Benchmarking Template#

This is an example notebook that can be used to create a benchmarking notebook for a task of your choice. Evaluation is really hard, and so we greatly welcome any contributions that can make it easier for people to experiment

It is highly reccomended that you do any evaluation/benchmarking with tracing enabled. See here for an explanation of what tracing is and how to set it up.
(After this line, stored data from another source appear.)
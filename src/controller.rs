//! Siege phase controller.
//!
//! Each campaign record is advanced at most one phase per step. Phase handlers
//! return `Ok(None)` to stay, `Ok(Some(next))` to move on, or a `SiegeError`
//! that the dispatcher turns into a regression (missing prerequisite) or an
//! early return (collaborator unavailable). No error leaves this module.

use crate::cache::*;
use crate::config::*;
use crate::constants::*;
use crate::corridor::*;
use crate::fields::*;
use crate::flowfield::*;
use crate::grid::*;
use crate::location::*;
use crate::query::*;
use crate::record::*;
use crate::repository::*;
use crate::segment::*;
use crate::squad::*;
use crate::world::*;
use log::*;
use screeps::RoomName;
use thiserror::Error;

/// Record fields a phase depends on.
#[derive(Clone, Copy, Debug, PartialEq, Eq)]
pub enum Prerequisite {
    TerrainGrid,
    TurretPositions,
    SafeCorridor,
}

impl Prerequisite {
    /// Phase that derives this field.
    pub fn producer(self) -> SiegePhase {
        match self {
            Prerequisite::TerrainGrid | Prerequisite::TurretPositions => SiegePhase::Scout,
            Prerequisite::SafeCorridor => SiegePhase::Plan,
        }
    }
}

impl std::fmt::Display for Prerequisite {
    fn fmt(&self, f: &mut std::fmt::Formatter<'_>) -> std::fmt::Result {
        let name = match self {
            Prerequisite::TerrainGrid => "terrain grid",
            Prerequisite::TurretPositions => "turret positions",
            Prerequisite::SafeCorridor => "safe corridor",
        };
        f.write_str(name)
    }
}

#[derive(Error, Debug, Clone, Copy, PartialEq, Eq)]
pub enum SiegeError {
    #[error("missing {0}")]
    MissingPrerequisite(Prerequisite),
    #[error("{0} is unavailable")]
    CollaboratorUnavailable(&'static str),
}

type PhaseResult = Result<Option<SiegePhase>, SiegeError>;

/// Collaborators handed to the controller for one step.
pub struct SiegeServices<'a> {
    pub world: &'a dyn SiegeWorld,
    pub roster: &'a mut dyn UnitRoster,
    pub flow: &'a dyn FlowFieldProvider,
}

/// World observations memoized for the current step.
#[derive(Default)]
struct Observations {
    structures: StepCache<RoomName, Option<Vec<ObservedStructure>>>,
    hostiles: StepCache<RoomName, Option<Vec<HostileUnit>>>,
}

impl Observations {
    fn structures(&mut self, ctx: &StepContext, world: &dyn SiegeWorld, room: RoomName) -> Option<Vec<ObservedStructure>> {
        self.structures
            .get_or_insert_with(ctx, room, 0, || world.find_structures(room))
            .clone()
    }

    fn hostiles(&mut self, ctx: &StepContext, world: &dyn SiegeWorld, room: RoomName) -> Option<Vec<HostileUnit>> {
        self.hostiles
            .get_or_insert_with(ctx, room, 0, || world.find_hostile_units(room))
            .clone()
    }

    fn purge_expired(&mut self, ctx: &StepContext) {
        self.structures.purge_expired(ctx);
        self.hostiles.purge_expired(ctx);
    }
}

pub struct SiegeController {
    config: SiegeConfig,
    observations: Observations,
}

impl SiegeController {
    pub fn new(config: SiegeConfig) -> SiegeController {
        SiegeController {
            config,
            observations: Observations::default(),
        }
    }

    pub fn config(&self) -> &SiegeConfig {
        &self.config
    }

    /// Advance one campaign by one step.
    pub fn tick(&mut self, ctx: &StepContext, record: &mut SiegeRecord, services: &mut SiegeServices) {
        self.observations.purge_expired(ctx);

        if record.phase.is_terminal() {
            return;
        }

        if record.phase.is_engaged() && !self.healers_at_quorum(record, services) {
            info!(
                "Siege of {} dropped below {} healers, regrouping",
                record.target_room, self.config.quorum.healers
            );
            transition(record, SiegePhase::Prep { waiting_since: ctx.tick });
            return;
        }

        let result = match record.phase.clone() {
            SiegePhase::Scout => self.tick_scout(ctx, record, services),
            SiegePhase::Plan => self.tick_plan(ctx, record),
            SiegePhase::Prep { waiting_since } => self.tick_prep(ctx, record, services, waiting_since),
            SiegePhase::Drain => self.tick_drain(ctx, record, services),
            SiegePhase::Attack => self.tick_attack(ctx, record, services),
            SiegePhase::Dismantle => self.tick_dismantle(ctx, record, services),
            SiegePhase::Inspect { .. } | SiegePhase::Complete { .. } => Ok(None),
        };

        match result {
            Ok(Some(next)) => transition(record, next),
            Ok(None) => {}
            Err(SiegeError::MissingPrerequisite(prerequisite)) => {
                let fallback = prerequisite.producer();
                warn!(
                    "Siege of {} is missing its {} in {}, falling back to {}",
                    record.target_room,
                    prerequisite,
                    record.phase.name(),
                    fallback.name()
                );
                transition(record, fallback);
            }
            Err(err @ SiegeError::CollaboratorUnavailable(_)) => {
                debug!("Siege of {} waiting: {}", record.target_room, err);
            }
        }
    }

    fn healers_at_quorum(&self, record: &SiegeRecord, services: &SiegeServices) -> bool {
        let squad = services.world.find_squad(record.target_room);
        count_role(&squad, SquadRole::Healer) >= self.config.quorum.healers
    }

    fn tick_scout(&mut self, ctx: &StepContext, record: &mut SiegeRecord, services: &mut SiegeServices) -> PhaseResult {
        let target = record.target_room;

        let structures = match self.observations.structures(ctx, services.world, target) {
            Some(structures) => structures,
            None => {
                self.request_scout(record, services);
                return Ok(None);
            }
        };

        let terrain = services
            .world
            .observe_terrain(target)
            .ok_or(SiegeError::CollaboratorUnavailable("terrain"))?;

        record.clear_scouting();

        let terrain_grid = build_terrain_grid(&terrain);
        let turret_positions: Vec<Location> = hostile_defenses(&structures).map(|s| s.location).collect();
        let durability_grid = build_durability_grid(&structures);

        let kinds = classify_tiles(&terrain, &structures);
        let segmentation = segment_defense_areas(&terrain.get_exits(), |loc| kinds[loc.index()]);
        let approach = choose_approach_area(&segmentation.areas, &durability_grid);

        record.approach_direction = approach.and_then(|area| area.entry).and_then(EntryEdge::of);
        record.target_perimeter_tiles = Some(approach.map(|area| area.perimeter_near.clone()).unwrap_or_default());
        record.approach_flow = approach.and_then(|area| {
            let from: Vec<Location> = area.entry.into_iter().collect();
            let cost = |x: u8, y: u8| approach_cost(terrain_grid.get(x, y).unwrap_or(BLOCKED), durability_grid.get(x, y).unwrap_or(0));
            let flow = services.flow.compute_flow_field(&from, &area.perimeter_near, &cost);
            if flow.is_none() {
                warn!("Siege of {}: no approach path to the defences", target);
            }
            flow
        });

        debug!(
            "Scouted {}: {} turrets, {} defense areas, approach {:?}",
            target,
            turret_positions.len(),
            segmentation.areas.len(),
            record.approach_direction
        );

        record.terrain_grid = Some(terrain_grid);
        record.turret_positions = Some(turret_positions);
        record.durability_grid = Some(durability_grid);

        Ok(Some(SiegePhase::Plan))
    }

    fn request_scout(&self, record: &SiegeRecord, services: &mut SiegeServices) {
        let squad = services.world.find_squad(record.target_room);
        if count_role(&squad, SquadRole::Scout) > 0 {
            return;
        }

        let request = SquadRequest {
            role: SquadRole::Scout,
            count: 1,
            body: self.config.scout_body.clone(),
            target_room: record.target_room,
            source_room: record.source_room,
        };
        if !services.roster.request_units(&request) {
            debug!("Scout request for {} was not accepted", record.target_room);
        }
    }

    fn tick_plan(&mut self, ctx: &StepContext, record: &mut SiegeRecord) -> PhaseResult {
        let terrain_grid = record
            .terrain_grid
            .as_ref()
            .ok_or(SiegeError::MissingPrerequisite(Prerequisite::TerrainGrid))?;
        let turrets = record
            .turret_positions
            .as_ref()
            .ok_or(SiegeError::MissingPrerequisite(Prerequisite::TurretPositions))?;

        let damage = build_damage_grid(terrain_grid, turrets, &self.config.turret);
        let corridor = plan_safe_corridor(
            terrain_grid,
            &damage.grid,
            self.config.corridor_damage_threshold,
            record.approach_direction,
        );

        record.damage_grid = Some(damage.grid);

        match corridor {
            Some(corridor) => {
                record.safe_corridor = Some(corridor);
                Ok(Some(SiegePhase::Prep { waiting_since: ctx.tick }))
            }
            None => {
                record.safe_corridor = None;
                warn!("Siege of {}: no safe corridor, needs inspection", record.target_room);
                Ok(Some(SiegePhase::Inspect {
                    reason: InspectReason::NoSafeCorridor,
                }))
            }
        }
    }

    fn tick_prep(
        &mut self,
        ctx: &StepContext,
        record: &mut SiegeRecord,
        services: &mut SiegeServices,
        waiting_since: u32,
    ) -> PhaseResult {
        if record.safe_corridor.is_none() {
            return Err(SiegeError::MissingPrerequisite(Prerequisite::SafeCorridor));
        }

        let squad = services.world.find_squad(record.target_room);
        let deficits = self.config.quorum.deficits(&squad);

        if !deficits.is_empty() {
            for (role, count) in deficits.iter() {
                let request = SquadRequest {
                    role: *role,
                    count: *count,
                    body: BodyDefinition::for_role(*role),
                    target_room: record.target_room,
                    source_room: record.source_room,
                };
                services.roster.request_units(&request);
            }
            debug!(
                "Siege of {} waiting for quorum for {} ticks: {:?}",
                record.target_room,
                ctx.tick.saturating_sub(waiting_since),
                deficits
            );
            return Ok(None);
        }

        if let Some(rally) = record.rally_point {
            let radius = self.config.rally_radius;
            let gathered = squad
                .iter()
                .filter(|member| member.role == SquadRole::Healer)
                .all(|member| member.room == rally.room && member.location.distance_to(rally.location) <= radius);
            if !gathered {
                return Ok(None);
            }
        }

        Ok(Some(SiegePhase::Drain))
    }

    fn tick_drain(&mut self, ctx: &StepContext, record: &mut SiegeRecord, services: &mut SiegeServices) -> PhaseResult {
        if record.safe_corridor.is_none() {
            return Err(SiegeError::MissingPrerequisite(Prerequisite::SafeCorridor));
        }

        let structures = self
            .observations
            .structures(ctx, services.world, record.target_room)
            .ok_or(SiegeError::CollaboratorUnavailable("structures"))?;

        if hostile_turret_energy(&structures) == 0 {
            Ok(Some(SiegePhase::Attack))
        } else {
            Ok(None)
        }
    }

    fn tick_attack(&mut self, ctx: &StepContext, record: &mut SiegeRecord, services: &mut SiegeServices) -> PhaseResult {
        let hostiles = self
            .observations
            .hostiles(ctx, services.world, record.target_room)
            .ok_or(SiegeError::CollaboratorUnavailable("hostile units"))?;

        if hostiles.is_empty() {
            Ok(Some(SiegePhase::Dismantle))
        } else {
            Ok(None)
        }
    }

    fn tick_dismantle(
        &mut self,
        ctx: &StepContext,
        record: &mut SiegeRecord,
        services: &mut SiegeServices,
    ) -> PhaseResult {
        let structures = self
            .observations
            .structures(ctx, services.world, record.target_room)
            .ok_or(SiegeError::CollaboratorUnavailable("structures"))?;

        if hostile_turret_energy(&structures) > self.config.turret_energy_resume_threshold {
            info!("Siege of {}: turrets refilled, draining again", record.target_room);
            return Ok(Some(SiegePhase::Drain));
        }

        if dismantle_order(record, &structures).is_empty() {
            Ok(Some(SiegePhase::Complete { finished_at: ctx.tick }))
        } else {
            Ok(None)
        }
    }
}

fn transition(record: &mut SiegeRecord, next: SiegePhase) {
    if record.phase != next {
        info!("Siege of {}: {} -> {}", record.target_room, record.phase.name(), next.name());
    }
    record.phase = next;
}

/// Path cost for the approach flow field: terrain plus a bias toward weak
/// defences. Indestructible boundaries are impassable.
pub fn approach_cost(terrain: u8, durability: u8) -> u8 {
    if terrain == BLOCKED || durability >= DURABILITY_BOUNDARY {
        BLOCKED
    } else {
        (terrain as u32 + durability as u32).min(BLOCKED as u32 - 1) as u8
    }
}

/// The defended area with the weakest near perimeter. Areas without a
/// perimeter are not defended and are skipped.
pub fn choose_approach_area<'a>(areas: &'a [DefenseArea], durability: &Grid8) -> Option<&'a DefenseArea> {
    areas
        .iter()
        .filter(|area| !area.perimeter_near.is_empty())
        .min_by_key(|area| {
            area.perimeter_near
                .iter()
                .map(|loc| durability.at(*loc) as u32)
                .sum::<u32>()
        })
}

/// Step every declared campaign once. Records are written back only when they
/// changed.
pub fn tick_campaigns<R: CampaignRepository + ?Sized>(
    controller: &mut SiegeController,
    ctx: &StepContext,
    repository: &mut R,
    services: &mut SiegeServices,
) {
    for target in repository.keys() {
        let mut record = match repository.get(target) {
            Some(record) => record,
            None => continue,
        };
        let before = record.clone();

        controller.tick(ctx, &mut record, services);

        if record != before {
            if let Err(err) = repository.put(&record) {
                warn!("Failed to store siege record for {}: {}", target, err);
            }
        }
    }
}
# Comment this out if you are NOT using tracing
import os
os.environ["LANGCHAIN_HANDLER"] = "langchain"

Loading the data#

First, let’s load the data.

# This notebook should so how to load the dataset from LangChainDatasets on Hugging Face

# Please upload your dataset to

# The value passed into `load_dataset` should NOT have the `LangChainDatasets/` prefix
from langchain.evaluation.loading import load_dataset
dataset = load_dataset("TODO")

Setting up a chain#

This next section should have an example of setting up a chain that can be run on this dataset.

Make a prediction#

First, we can make predictions one datapoint at a time. Doing it at this level of granularity allows use to explore the outputs in detail, and also is a lot cheaper than running over multiple datapoints

# Example of running the chain on a single datapoint (`dataset[0]`) goes here

Make many predictions#

Now we can make predictions.

# Example of running the chain on many predictions goes here

# Sometimes its as simple as `chain.apply(dataset)`

# Othertimes you may want to write a for loop to catch errors

Evaluate performance#

Any guide to evaluating performance in a more systematic manner goes here.